* **Task instructions**: Each line in these records that contains "renderer" counts once. Give the number only.

———

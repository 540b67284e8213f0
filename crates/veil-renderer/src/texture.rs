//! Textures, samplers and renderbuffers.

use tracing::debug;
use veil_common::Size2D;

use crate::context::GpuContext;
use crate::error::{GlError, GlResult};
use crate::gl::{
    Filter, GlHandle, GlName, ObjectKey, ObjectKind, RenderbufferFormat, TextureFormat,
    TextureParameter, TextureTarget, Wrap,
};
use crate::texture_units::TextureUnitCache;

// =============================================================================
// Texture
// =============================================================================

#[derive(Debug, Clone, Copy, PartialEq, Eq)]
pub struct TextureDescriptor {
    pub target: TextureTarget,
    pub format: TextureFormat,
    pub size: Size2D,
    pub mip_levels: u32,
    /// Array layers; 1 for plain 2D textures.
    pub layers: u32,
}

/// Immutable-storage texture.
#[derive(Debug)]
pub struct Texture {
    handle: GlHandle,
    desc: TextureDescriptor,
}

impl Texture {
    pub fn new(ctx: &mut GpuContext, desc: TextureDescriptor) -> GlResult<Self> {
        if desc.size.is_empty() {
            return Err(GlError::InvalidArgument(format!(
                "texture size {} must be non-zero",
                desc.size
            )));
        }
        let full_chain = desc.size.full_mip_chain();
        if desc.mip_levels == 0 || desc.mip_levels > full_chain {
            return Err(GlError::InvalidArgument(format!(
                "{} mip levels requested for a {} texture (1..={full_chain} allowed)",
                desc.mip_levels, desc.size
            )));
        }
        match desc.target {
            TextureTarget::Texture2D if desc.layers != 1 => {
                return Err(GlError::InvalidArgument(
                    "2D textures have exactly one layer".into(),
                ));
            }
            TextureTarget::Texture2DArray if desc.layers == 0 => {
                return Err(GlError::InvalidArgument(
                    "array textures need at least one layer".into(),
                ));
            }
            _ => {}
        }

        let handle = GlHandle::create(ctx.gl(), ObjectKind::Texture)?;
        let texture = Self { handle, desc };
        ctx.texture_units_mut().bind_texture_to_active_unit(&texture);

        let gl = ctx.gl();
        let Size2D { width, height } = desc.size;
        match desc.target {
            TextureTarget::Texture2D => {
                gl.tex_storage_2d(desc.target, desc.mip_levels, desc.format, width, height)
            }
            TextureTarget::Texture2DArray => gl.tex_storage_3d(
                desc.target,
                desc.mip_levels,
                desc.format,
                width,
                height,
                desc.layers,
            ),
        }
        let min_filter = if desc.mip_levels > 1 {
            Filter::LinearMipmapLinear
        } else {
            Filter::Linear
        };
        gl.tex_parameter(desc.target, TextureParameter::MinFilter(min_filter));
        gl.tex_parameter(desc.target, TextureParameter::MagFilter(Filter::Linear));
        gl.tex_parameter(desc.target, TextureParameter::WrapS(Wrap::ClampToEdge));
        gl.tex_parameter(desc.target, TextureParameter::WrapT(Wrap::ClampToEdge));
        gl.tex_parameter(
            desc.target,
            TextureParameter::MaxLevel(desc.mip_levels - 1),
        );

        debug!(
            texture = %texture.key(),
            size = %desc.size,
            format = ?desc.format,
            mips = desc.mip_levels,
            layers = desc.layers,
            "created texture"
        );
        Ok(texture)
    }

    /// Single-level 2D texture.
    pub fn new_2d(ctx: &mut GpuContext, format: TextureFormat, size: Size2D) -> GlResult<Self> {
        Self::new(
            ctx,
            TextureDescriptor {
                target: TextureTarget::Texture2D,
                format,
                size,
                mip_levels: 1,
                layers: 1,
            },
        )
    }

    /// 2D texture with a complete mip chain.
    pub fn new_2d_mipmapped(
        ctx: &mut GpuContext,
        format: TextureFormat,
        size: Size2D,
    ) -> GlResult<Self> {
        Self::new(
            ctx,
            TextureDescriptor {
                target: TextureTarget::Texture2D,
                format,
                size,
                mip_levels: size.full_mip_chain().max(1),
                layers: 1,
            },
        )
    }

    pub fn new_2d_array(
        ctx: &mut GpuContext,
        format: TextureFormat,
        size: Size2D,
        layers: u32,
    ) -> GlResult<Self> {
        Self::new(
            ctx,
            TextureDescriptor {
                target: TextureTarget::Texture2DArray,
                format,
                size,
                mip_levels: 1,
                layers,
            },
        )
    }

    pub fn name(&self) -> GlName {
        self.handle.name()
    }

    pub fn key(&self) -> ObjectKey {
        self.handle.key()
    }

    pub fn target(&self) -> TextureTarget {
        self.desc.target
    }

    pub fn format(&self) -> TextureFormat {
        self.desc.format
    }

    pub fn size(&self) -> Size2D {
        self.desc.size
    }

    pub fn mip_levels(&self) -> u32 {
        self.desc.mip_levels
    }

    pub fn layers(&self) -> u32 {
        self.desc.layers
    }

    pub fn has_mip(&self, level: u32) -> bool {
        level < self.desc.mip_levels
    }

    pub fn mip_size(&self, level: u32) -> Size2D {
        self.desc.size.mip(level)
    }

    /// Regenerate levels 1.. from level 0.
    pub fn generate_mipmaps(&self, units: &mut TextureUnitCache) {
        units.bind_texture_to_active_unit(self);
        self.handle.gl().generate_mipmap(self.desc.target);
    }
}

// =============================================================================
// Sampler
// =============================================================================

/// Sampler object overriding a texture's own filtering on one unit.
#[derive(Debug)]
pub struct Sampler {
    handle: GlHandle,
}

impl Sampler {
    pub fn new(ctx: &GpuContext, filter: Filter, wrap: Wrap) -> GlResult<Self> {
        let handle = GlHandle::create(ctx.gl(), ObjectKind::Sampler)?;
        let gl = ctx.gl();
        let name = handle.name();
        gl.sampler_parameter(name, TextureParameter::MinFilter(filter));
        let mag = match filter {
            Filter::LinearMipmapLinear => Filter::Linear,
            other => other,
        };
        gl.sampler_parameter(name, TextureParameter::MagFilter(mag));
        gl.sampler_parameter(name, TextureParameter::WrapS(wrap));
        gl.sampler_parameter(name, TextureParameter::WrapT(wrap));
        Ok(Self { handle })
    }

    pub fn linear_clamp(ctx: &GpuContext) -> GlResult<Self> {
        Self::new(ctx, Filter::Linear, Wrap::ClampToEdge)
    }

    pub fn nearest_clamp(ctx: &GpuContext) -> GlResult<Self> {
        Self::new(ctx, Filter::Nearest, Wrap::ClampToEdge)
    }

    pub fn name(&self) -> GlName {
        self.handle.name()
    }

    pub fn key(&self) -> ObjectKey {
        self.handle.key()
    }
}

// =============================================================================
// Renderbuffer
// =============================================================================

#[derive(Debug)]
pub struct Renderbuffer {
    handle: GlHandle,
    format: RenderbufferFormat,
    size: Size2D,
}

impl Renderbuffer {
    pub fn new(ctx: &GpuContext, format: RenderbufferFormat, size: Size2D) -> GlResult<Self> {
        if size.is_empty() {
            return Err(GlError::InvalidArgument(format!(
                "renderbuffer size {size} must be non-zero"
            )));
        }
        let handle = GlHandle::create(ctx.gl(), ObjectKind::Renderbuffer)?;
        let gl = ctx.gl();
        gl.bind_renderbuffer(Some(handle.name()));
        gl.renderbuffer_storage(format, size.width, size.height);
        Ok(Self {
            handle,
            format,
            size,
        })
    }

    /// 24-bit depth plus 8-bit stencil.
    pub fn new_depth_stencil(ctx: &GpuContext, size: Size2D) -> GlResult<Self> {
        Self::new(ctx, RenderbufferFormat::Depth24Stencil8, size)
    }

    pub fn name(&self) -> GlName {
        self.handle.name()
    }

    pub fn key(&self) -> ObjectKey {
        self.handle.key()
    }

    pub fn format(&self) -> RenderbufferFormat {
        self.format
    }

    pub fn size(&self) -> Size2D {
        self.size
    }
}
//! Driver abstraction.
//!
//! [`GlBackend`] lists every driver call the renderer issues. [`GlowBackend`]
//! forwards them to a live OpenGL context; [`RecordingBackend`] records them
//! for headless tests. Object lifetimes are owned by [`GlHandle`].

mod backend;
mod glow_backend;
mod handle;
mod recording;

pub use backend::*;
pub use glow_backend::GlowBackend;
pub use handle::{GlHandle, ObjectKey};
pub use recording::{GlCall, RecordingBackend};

———

* **Answer to this problem**: 2